Recency — How recently did the customer purchase? It means the number of days since a customer made the last purchase.
Frequency — How often do they purchase in a given period. So we can understand this value as for how often or how many a customer used the product of a company. The bigger the value is, the more engaged the customers are.
Monetary — How much do they spend? It is the total amount of money a customer spent in a given period. Therefore big spenders will be differentiated with other customers such as MVP or VIP.

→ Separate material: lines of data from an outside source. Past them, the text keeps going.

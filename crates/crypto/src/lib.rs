use core::fmt;

use rand::rngs::{OsRng, StdRng};
use rand::{RngCore, SeedableRng};

pub const CHALLENGE_LEN: usize = 64;

/// A random value a peer must sign to prove it holds a private key.
#[derive(Clone, Copy, Eq, Hash, PartialEq)]
pub struct Challenge([u8; CHALLENGE_LEN]);

impl Challenge {
    #[must_use]
    pub const fn from_bytes(bytes: [u8; CHALLENGE_LEN]) -> Self {
        Self(bytes)
    }

    #[must_use]
    pub fn try_from_slice(bytes: &[u8]) -> Option<Self> {
        bytes.try_into().ok().map(Self)
    }

    #[must_use]
    pub const fn as_bytes(&self) -> &[u8; CHALLENGE_LEN] {
        &self.0
    }

    #[must_use]
    pub fn is_zero(&self) -> bool {
        self.0.iter().all(|byte| *byte == 0)
    }
}

impl AsRef<[u8]> for Challenge {
    fn as_ref(&self) -> &[u8] {
        &self.0
    }
}

impl fmt::Display for Challenge {
    fn fmt(&self, f: &mut fmt::Formatter<'_>) -> fmt::Result {
        f.pad(&hex::encode(self.0))
    }
}

impl fmt::Debug for Challenge {
    fn fmt(&self, f: &mut fmt::Formatter<'_>) -> fmt::Result {
        write!(f, "Challenge({self})")
    }
}

/// Where fresh challenges come from.
///
/// Production code uses [`OsChallengeSource`]; tests substitute a
/// deterministic or scripted implementation.
pub trait ChallengeSource {
    fn next_challenge(&mut self) -> Challenge;
}

impl<S: ChallengeSource + ?Sized> ChallengeSource for &mut S {
    fn next_challenge(&mut self) -> Challenge {
        (**self).next_challenge()
    }
}

impl<S: ChallengeSource + ?Sized> ChallengeSource for Box<S> {
    fn next_challenge(&mut self) -> Challenge {
        (**self).next_challenge()
    }
}

/// Challenges drawn from the operating system CSPRNG.
#[derive(Clone, Copy, Debug, Default)]
pub struct OsChallengeSource;

impl ChallengeSource for OsChallengeSource {
    fn next_challenge(&mut self) -> Challenge {
        let mut bytes = [0; CHALLENGE_LEN];
        OsRng.fill_bytes(&mut bytes);

        Challenge(bytes)
    }
}

/// Reproducible challenge stream, for tests and simulations only.
#[derive(Clone, Debug)]
pub struct SeededChallengeSource {
    rng: StdRng,
}

impl SeededChallengeSource {
    #[must_use]
    pub fn new(seed: [u8; 32]) -> Self {
        Self {
            rng: StdRng::from_seed(seed),
        }
    }

    #[must_use]
    pub fn from_u64(seed: u64) -> Self {
        Self {
            rng: StdRng::seed_from_u64(seed),
        }
    }
}

impl ChallengeSource for SeededChallengeSource {
    fn next_challenge(&mut self) -> Challenge {
        let mut bytes = [0; CHALLENGE_LEN];
        self.rng.fill_bytes(&mut bytes);

        Challenge(bytes)
    }
}

#[cfg(test)]
mod tests {
    use std::collections::HashSet;

    use super::*;

    #[test]
    fn test_os_source_draws_distinct_non_zero_challenges() {
        let mut source = OsChallengeSource;

        let drawn: HashSet<_> = (0..1_000).map(|_| source.next_challenge()).collect();

        assert_eq!(drawn.len(), 1_000, "challenges must not repeat");
        assert!(drawn.iter().all(|c| !c.is_zero()), "no all-zero challenge");
    }

    #[test]
    fn test_seeded_source_is_reproducible() {
        let mut a = SeededChallengeSource::from_u64(7);
        let mut b = SeededChallengeSource::from_u64(7);

        for _ in 0..16 {
            assert_eq!(a.next_challenge(), b.next_challenge());
        }
    }

    #[test]
    fn test_seeded_sources_diverge_across_seeds() {
        let mut a = SeededChallengeSource::new([1; 32]);
        let mut b = SeededChallengeSource::new([2; 32]);

        assert_ne!(a.next_challenge(), b.next_challenge());
    }

    #[test]
    fn test_source_through_mutable_reference() {
        fn draw<S: ChallengeSource>(mut source: S) -> Challenge {
            source.next_challenge()
        }

        let mut seeded = SeededChallengeSource::from_u64(3);
        let first = draw(&mut seeded);
        let second = draw(&mut seeded);

        assert_ne!(first, second, "the borrowed source must advance");
    }

    #[test]
    fn test_challenge_from_slice_requires_exact_length() {
        assert!(Challenge::try_from_slice(&[1; CHALLENGE_LEN]).is_some());
        assert!(Challenge::try_from_slice(&[1; CHALLENGE_LEN + 1]).is_none());
    }

    #[test]
    fn test_zero_challenge_detection() {
        assert!(Challenge::from_bytes([0; CHALLENGE_LEN]).is_zero());

        let mut bytes = [0; CHALLENGE_LEN];
        bytes[63] = 1;
        assert!(!Challenge::from_bytes(bytes).is_zero());
    }
}
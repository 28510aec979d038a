use std::collections::VecDeque;

use bytes::Bytes;
use tokio::sync::mpsc::UnboundedSender;
use tracing::trace;

/// The outbound half of a connection as seen by a protocol state machine.
///
/// Writing is fire-and-forget: a state machine hands over a complete frame
/// and moves on. Delivery failures surface on the transport that owns the
/// connection, not here.
pub trait PacketWriter {
    fn write(&mut self, frame: Bytes);
}

impl<W: PacketWriter + ?Sized> PacketWriter for &mut W {
    fn write(&mut self, frame: Bytes) {
        (**self).write(frame);
    }
}

impl PacketWriter for Vec<Bytes> {
    fn write(&mut self, frame: Bytes) {
        self.push(frame);
    }
}

impl PacketWriter for VecDeque<Bytes> {
    fn write(&mut self, frame: Bytes) {
        self.push_back(frame);
    }
}

/// Hands frames to a dedicated writer task.
impl PacketWriter for UnboundedSender<Bytes> {
    fn write(&mut self, frame: Bytes) {
        if self.send(frame).is_err() {
            trace!("writer task gone, dropping outbound frame");
        }
    }
}
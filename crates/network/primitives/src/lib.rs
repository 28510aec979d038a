//! Wire-level building blocks: the length-prefixed packet frame, its codec,
//! and the outbound write capability handed to protocol state machines.

pub mod packet;
pub mod socket;
pub mod stream;

pub use packet::{Packet, PacketError, PacketHeader, PacketType, PACKET_HEADER_SIZE};
pub use socket::PacketWriter;
pub use stream::{CodecError, PacketCodec, PacketStream, DEFAULT_MAX_PACKET_SIZE};
use rand::thread_rng;

use super::*;

#[test]
fn test_sign_and_verify() {
    let key_pair = KeyPair::generate(&mut thread_rng());

    let signature = key_pair.sign(b"prove it");

    assert!(key_pair.public_key().verify(b"prove it", &signature));
    assert!(!key_pair.public_key().verify(b"prove it!", &signature));
}

#[test]
fn test_verify_rejects_foreign_key() {
    let signer = KeyPair::generate(&mut thread_rng());
    let other = KeyPair::generate(&mut thread_rng());

    let signature = signer.sign(b"message");

    assert!(!other.public_key().verify(b"message", &signature));
}

#[test]
fn test_verify_rejects_flipped_signature_byte() {
    let key_pair = KeyPair::generate(&mut thread_rng());

    let mut bytes = key_pair.sign(b"message").to_bytes();
    bytes[0] ^= 0x01;

    assert!(!key_pair
        .public_key()
        .verify(b"message", &Signature::from_bytes(bytes)));
}

#[test]
fn test_key_pair_public_key_matches_private() {
    let private_key = PrivateKey::random(&mut thread_rng());
    let key_pair = KeyPair::from_private_key(private_key.clone());

    assert_eq!(*key_pair.public_key(), private_key.public_key());
}

#[test]
fn test_public_key_base58_round_trip() {
    let public_key = *KeyPair::generate(&mut thread_rng()).public_key();

    let encoded = public_key.to_string();
    let decoded: PublicKey = encoded.parse().unwrap();

    assert_eq!(decoded, public_key);
    assert_eq!(decoded.as_bytes(), public_key.as_bytes());
}

#[test]
fn test_public_key_rejects_short_input() {
    let encoded = bs58::encode([7_u8; 16]).into_string();

    let err = encoded.parse::<PublicKey>().unwrap_err();

    assert!(matches!(err, InvalidPublicKey::Length(16)));
}

#[test]
fn test_public_key_rejects_invalid_point() {
    // Not every 32-byte string decompresses to a point on the curve.
    let mut bytes = [0_u8; PUBLIC_KEY_LEN];
    bytes[0] = 2;

    assert!(matches!(
        PublicKey::from_bytes(&bytes),
        Err(InvalidPublicKey::Point)
    ));
}

#[test]
fn test_public_key_try_from_slice_length() {
    assert!(matches!(
        PublicKey::try_from_slice(&[0_u8; 31]),
        Err(InvalidPublicKey::Length(31))
    ));
}

#[test]
fn test_public_key_serde_as_string() {
    let public_key = *KeyPair::generate(&mut thread_rng()).public_key();

    let json = serde_json::to_value(public_key).unwrap();
    assert_eq!(json, serde_json::Value::String(public_key.to_string()));

    let decoded: PublicKey = serde_json::from_value(json).unwrap();
    assert_eq!(decoded, public_key);
}

#[test]
fn test_private_key_debug_is_redacted() {
    let key_pair = KeyPair::generate(&mut thread_rng());

    let rendered = format!("{:?}", key_pair.private_key());

    assert_eq!(rendered, "PrivateKey(<redacted>)");
}

#[test]
fn test_signature_try_from_slice() {
    assert!(Signature::try_from_slice(&[0_u8; SIGNATURE_LEN]).is_some());
    assert!(Signature::try_from_slice(&[0_u8; SIGNATURE_LEN - 1]).is_none());
}
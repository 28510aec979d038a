use core::fmt;

use peerauth_crypto::{Challenge, ChallengeSource};
use peerauth_network_primitives::{Packet, PacketWriter};
use peerauth_primitives::identity::{KeyPair, PublicKey};
use tracing::{debug, info, trace, warn};

use super::challenge::{fresh_challenge, verify_challenge_response};
use super::message::{ClientChallengeResponse, ServerChallenge, ServerChallengeResponse};
use super::notifier::ResultNotifier;
use super::VerificationResult;

/// Where a [`Challenger`] stands.
#[derive(Clone, Copy, Debug, Eq, PartialEq)]
pub enum ChallengerState {
    /// Nothing sent yet. Initial state.
    Idle,
    /// Our challenge is out; waiting for the remote's proof over `issued`.
    AwaitingServerResponse {
        /// Challenge sent in our `ServerChallenge`.
        issued: Challenge,
    },
    /// The remote proved its identity and our proof has been sent. Terminal.
    Verified,
    /// The exchange was rejected. Terminal.
    Failed,
}

impl ChallengerState {
    /// Whether no further transition can happen.
    #[must_use]
    pub const fn is_terminal(&self) -> bool {
        matches!(self, Self::Verified | Self::Failed)
    }
}

/// The opening side of the exchange (peer A).
///
/// Issues the first challenge, checks the remote's proof and its claimed key
/// against the expected one, then proves itself by signing the counter-
/// challenge. Result semantics match [`Handshake`](super::Handshake).
pub struct Challenger<'a, W, S> {
    writer: W,
    key_pair: KeyPair,
    remote_public_key: PublicKey,
    challenges: S,
    state: ChallengerState,
    notifier: ResultNotifier<'a>,
}

impl<'a, W: PacketWriter, S: ChallengeSource> Challenger<'a, W, S> {
    /// Creates a challenger in [`ChallengerState::Idle`].
    pub fn new(writer: W, key_pair: KeyPair, remote_public_key: PublicKey, challenges: S) -> Self {
        Self {
            writer,
            key_pair,
            remote_public_key,
            challenges,
            state: ChallengerState::Idle,
            notifier: ResultNotifier::new(),
        }
    }

    /// Registers the consumer of the result; see [`Handshake::on_result`](super::Handshake::on_result).
    pub fn on_result(&mut self, callback: impl FnOnce(VerificationResult) + Send + 'a) {
        self.notifier.subscribe(Box::new(callback));
    }

    /// Sends the opening challenge. Does nothing unless [`ChallengerState::Idle`].
    pub fn start(&mut self) {
        if self.state != ChallengerState::Idle {
            trace!(state=?self.state, "Challenge already issued");
            return;
        }

        let issued = match fresh_challenge(&mut self.challenges, None) {
            Ok(issued) => issued,
            Err(err) => {
                warn!(%err, "Unable to issue a challenge");
                return self.finish(VerificationResult::FailedChallenge);
            }
        };

        self.writer
            .write(ServerChallenge { challenge: issued }.to_packet().to_frame());
        self.state = ChallengerState::AwaitingServerResponse { issued };

        debug!(remote=%self.remote_public_key, "Issued server challenge");
    }

    /// Drives one transition from a single parsed packet.
    pub fn handle_packet(&mut self, packet: &Packet) {
        match self.state {
            ChallengerState::Idle => {
                warn!(
                    packet_type=%packet.packet_type,
                    "Remote spoke before being challenged"
                );
                self.finish(VerificationResult::MalformedData);
            }
            ChallengerState::AwaitingServerResponse { issued } => {
                self.on_server_response(&issued, packet);
            }
            ChallengerState::Verified | ChallengerState::Failed => {
                trace!(
                    state=?self.state,
                    packet_type=%packet.packet_type,
                    "Ignoring packet after handshake resolution"
                );
            }
        }
    }

    fn on_server_response(&mut self, issued: &Challenge, packet: &Packet) {
        let response = match ServerChallengeResponse::from_packet(packet) {
            Ok(response) => response,
            Err(err) => {
                warn!(%err, "Rejecting server challenge response");
                return self.finish(VerificationResult::MalformedData);
            }
        };

        if response.public_key != self.remote_public_key {
            warn!(
                expected=%self.remote_public_key,
                claimed=%response.public_key,
                "Remote claims an unexpected identity"
            );
            return self.finish(VerificationResult::FailedChallenge);
        }

        if !verify_challenge_response(issued, &self.remote_public_key, &response.signature) {
            warn!(
                remote=%self.remote_public_key,
                "Remote failed to prove ownership of its key"
            );
            return self.finish(VerificationResult::FailedChallenge);
        }

        if response.challenge == *issued || response.challenge.is_zero() {
            warn!(
                remote=%self.remote_public_key,
                "Remote returned a degenerate counter-challenge"
            );
            return self.finish(VerificationResult::MalformedData);
        }

        let proof = ClientChallengeResponse {
            signature: self.key_pair.sign(response.challenge.as_bytes()),
        };

        self.writer.write(proof.to_packet().to_frame());
        self.finish(VerificationResult::Success);
    }

    fn finish(&mut self, result: VerificationResult) {
        self.state = if result.is_success() {
            ChallengerState::Verified
        } else {
            ChallengerState::Failed
        };

        if self.notifier.resolve(result) {
            if result.is_success() {
                info!(remote=%self.remote_public_key, "Peer authenticated");
            } else {
                debug!(remote=%self.remote_public_key, %result, "Handshake failed");
            }
        }
    }

    /// Current state.
    #[must_use]
    pub const fn state(&self) -> &ChallengerState {
        &self.state
    }

    /// The result, once resolved.
    #[must_use]
    pub const fn result(&self) -> Option<VerificationResult> {
        self.notifier.result()
    }

    /// The outbound writer.
    #[must_use]
    pub const fn writer(&self) -> &W {
        &self.writer
    }

    /// The outbound writer, mutably; used by drivers that queue frames.
    pub fn writer_mut(&mut self) -> &mut W {
        &mut self.writer
    }

    /// Discards the challenger, keeping its writer.
    pub fn into_writer(self) -> W {
        self.writer
    }
}

impl<W, S> fmt::Debug for Challenger<'_, W, S> {
    fn fmt(&self, f: &mut fmt::Formatter<'_>) -> fmt::Result {
        f.debug_struct("Challenger")
            .field("state", &self.state)
            .field("local", self.key_pair.public_key())
            .field("remote", &self.remote_public_key)
            .field("notifier", &self.notifier)
            .finish_non_exhaustive()
    }
}
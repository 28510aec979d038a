//! Peer authentication protocols.
//!
//! Provides the packet-driven handshake state machines that let two nodes
//! prove ownership of their keys to each other, plus an async driver that
//! runs them over a framed connection.
//!
//! # Modules
//!
//! - [`handshake`]: the state machines, pure and synchronous
//! - [`session`]: the reader loop feeding them from a packet stream
//! - [`config`]: handshake limits
//!
//! # Example
//!
//! ```rust,ignore
//! use peerauth_crypto::OsChallengeSource;
//! use peerauth_protocols::session;
//!
//! let result = session::authenticate(
//!     &mut stream,
//!     key_pair,
//!     expected_remote_key,
//!     OsChallengeSource,
//!     &config,
//! )
//! .await?;
//! ```

#![warn(missing_docs)]

pub mod config;
pub mod handshake;
pub mod session;

pub use config::HandshakeConfig;
pub use handshake::{Challenger, Handshake, VerificationResult};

We have taken the dataset from Kaggle, data source link Online Retail.

RFM

Understanding the Data

Data Import

set.seed(123456)
retail <- read.csv("C:/Users/Dikshita Barman/Downloads/online-retail-customer-clustering/OnlineRetail.csv")
dim(retail)

## [1] 541909      8

We have 541909 observations and 8 columns

Packages Required

library(rmarkdown)
library(DT)
library(ggplot2)
library(tidyverse)
library(grid)
library(knitr)
library(dplyr)
library(lubridate)
#require(devtools)
#install_github("Displayr/flipTime")
library(flipTime)
library(factoextra)
library(gridExtra)
library(fpc)
library(tidyr)
library(cluster)
library(clValid)
library(dendextend)

Structure of the data

str(retail)

## 'data.frame':    541909 obs. of  8 variables:
##  $ InvoiceNo  : Factor w/ 25900 levels "536365","536366",..: 1 1 1 1 1 1 1 2 2 3 ...
##  $ StockCode  : Factor w/ 4070 levels "10002","10080",..: 3538 2795 3045 2986 2985 1663 801 1548 1547 3306 ...
##  $ Description: Factor w/ 4224 levels ""," 4 PURPLE FLOCK DINNER CANDLES",..: 4027 4035 932 1959 2980 3235 1573 1698 1695 259 ...
##  $ Quantity   : int  6 6 8 6 6 2 6 6 6 32 ...
##  $ InvoiceDate: Factor w/ 23260 levels "1/11/2011 10:01",..: 198 198 198 198 198 198 198 199 199 200 ...
##  $ UnitPrice  : num  2.55 3.39 2.75 3.39 3.39 7.65 4.25 1.85 1.85 1.69 ...
##  $ CustomerID : int  17850 17850 17850 17850 17850 17850 17850 17850 17850 13047 ...
##  $ Country    : Factor w/ 38 levels "Australia","Austria",..: 36 36 36 36 36 36 36 36 36 36 ...

Data Dictionary

Variable	Type	Description
InvoiceNo	factor	a 6-digit integral number uniquely assigned to each transaction
StockCode	factor	a 5-digit integral number uniquely assigned to each distinct product
Description	factor	Product Name
Quantity	int	The quantities of each product (item) per transaction
InvoiceDate	factor	the day and time when each transaction was generated
UnitPrice	number	Product price per unit in sterling
CustomerID	integer	a 5-digit integral number uniquely assigned to each customer
Country	factor	the name of the country where each customer resides

Data Cleansing and Preparation

Missing and null values:

colSums(is.na(retail))

##   InvoiceNo   StockCode Description    Quantity InvoiceDate   UnitPrice 
##           0           0           0           0           0           0 
##  CustomerID     Country 
##      135080           0

any(is.null(retail))

## [1] FALSE

There are 135080 missing values and no null values in the dataset. But CustomerID is a key attribute in determining the RFM so we will omit the missing rows from our dataset.

retail = na.omit(retail)
dim(retail)

## [1] 406829      8

After removing the missing values, we have 406829 observations in the dataset.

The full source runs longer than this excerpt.